--- START ---

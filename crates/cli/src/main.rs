use anyhow::Context;
use bookclub_kernel::settings::Settings;
use clap::{Parser, Subcommand};

#[derive(Debug, Parser)]
#[command(name = "bookclub", version, about = "Book-club service")]
struct Cli {
    #[command(subcommand)]
    command: Option<Command>,
}

#[derive(Debug, Subcommand)]
enum Command {
    /// Apply migrations and serve HTTP until interrupted
    Serve,
    /// Apply pending migrations and exit
    Migrate,
    /// Load settings and print the non-secret values as JSON
    CheckConfig,
}

#[tokio::main]
async fn main() -> anyhow::Result<()> {
    let cli = Cli::parse();

    let settings = Settings::load().context("failed to load book-club settings")?;

    match cli.command.unwrap_or(Command::Serve) {
        Command::Serve => {
            bookclub_telemetry::init(&settings.telemetry)?;
            bookclub_app::app::serve(&settings).await
        }
        Command::Migrate => {
            bookclub_telemetry::init(&settings.telemetry)?;
            let applied = bookclub_app::app::migrate(&settings).await?;
            tracing::info!(applied, "migrations complete");
            Ok(())
        }
        Command::CheckConfig => {
            println!("{}", serde_json::to_string_pretty(&redacted(&settings))?);
            Ok(())
        }
    }
}

/// Settings without the signing secret.
fn redacted(settings: &Settings) -> serde_json::Value {
    serde_json::json!({
        "environment": settings.environment,
        "server": {
            "host": settings.server.host,
            "port": settings.server.port,
            "request_timeout_ms": settings.server.request_timeout_ms,
        },
        "database": {
            "url": settings.database.url,
            "max_connections": settings.database.max_connections,
        },
        "telemetry": {
            "log_format": settings.telemetry.log_format,
            "filter": settings.telemetry.filter,
        },
        "auth": {
            "token_ttl_minutes": settings.auth.token_ttl_minutes,
            "jwt_secret_configured": settings.auth.jwt_secret != bookclub_kernel::settings::DEV_JWT_SECRET,
            "password_hash": {
                "memory_kib": settings.auth.password_hash.memory_kib,
                "iterations": settings.auth.password_hash.iterations,
                "parallelism": settings.auth.password_hash.parallelism,
            },
        },
    })
}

--- END ---

ABOUT THIS TASK: Give the number of lines in the material above where the word "Debug" appears, without any other words.

YOUR SOLUTION: 2